## [AIM OF THE TASK]
Wherever a line of the data contains "crate", copy that line.

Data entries
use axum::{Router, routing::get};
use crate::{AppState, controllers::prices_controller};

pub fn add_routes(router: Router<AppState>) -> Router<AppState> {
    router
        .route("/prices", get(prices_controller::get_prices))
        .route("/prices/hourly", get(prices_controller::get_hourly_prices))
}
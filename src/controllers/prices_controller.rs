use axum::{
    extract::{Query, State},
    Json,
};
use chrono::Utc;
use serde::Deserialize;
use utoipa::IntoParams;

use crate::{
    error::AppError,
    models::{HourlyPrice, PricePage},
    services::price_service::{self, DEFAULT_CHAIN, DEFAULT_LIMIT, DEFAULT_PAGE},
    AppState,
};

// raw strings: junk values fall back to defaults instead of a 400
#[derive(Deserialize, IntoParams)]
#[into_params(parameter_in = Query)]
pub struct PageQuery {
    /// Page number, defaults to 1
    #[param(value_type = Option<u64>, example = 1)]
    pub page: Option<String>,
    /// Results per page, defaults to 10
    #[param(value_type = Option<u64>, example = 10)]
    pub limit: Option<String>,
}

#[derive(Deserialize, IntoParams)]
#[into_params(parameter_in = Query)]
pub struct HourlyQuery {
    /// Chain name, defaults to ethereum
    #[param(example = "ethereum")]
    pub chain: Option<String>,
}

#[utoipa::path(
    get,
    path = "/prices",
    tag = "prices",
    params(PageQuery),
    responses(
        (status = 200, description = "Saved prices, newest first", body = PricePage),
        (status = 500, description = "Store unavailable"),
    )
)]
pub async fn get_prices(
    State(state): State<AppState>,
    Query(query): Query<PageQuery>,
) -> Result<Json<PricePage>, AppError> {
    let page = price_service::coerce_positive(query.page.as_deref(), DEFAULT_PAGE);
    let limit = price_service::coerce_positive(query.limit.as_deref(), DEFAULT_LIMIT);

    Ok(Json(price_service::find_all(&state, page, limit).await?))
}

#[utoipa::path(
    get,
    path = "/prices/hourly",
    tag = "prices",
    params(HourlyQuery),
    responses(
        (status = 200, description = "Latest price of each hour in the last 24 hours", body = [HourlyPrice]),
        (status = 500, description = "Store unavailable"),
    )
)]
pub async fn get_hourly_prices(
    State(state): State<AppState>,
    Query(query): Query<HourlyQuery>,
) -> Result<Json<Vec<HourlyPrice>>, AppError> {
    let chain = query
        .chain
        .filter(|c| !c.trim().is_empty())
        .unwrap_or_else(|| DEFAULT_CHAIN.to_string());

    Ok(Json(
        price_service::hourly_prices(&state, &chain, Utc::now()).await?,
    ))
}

## [EXPECTED ANSWER]
use crate::{AppState, controllers::prices_controller};
use crate::{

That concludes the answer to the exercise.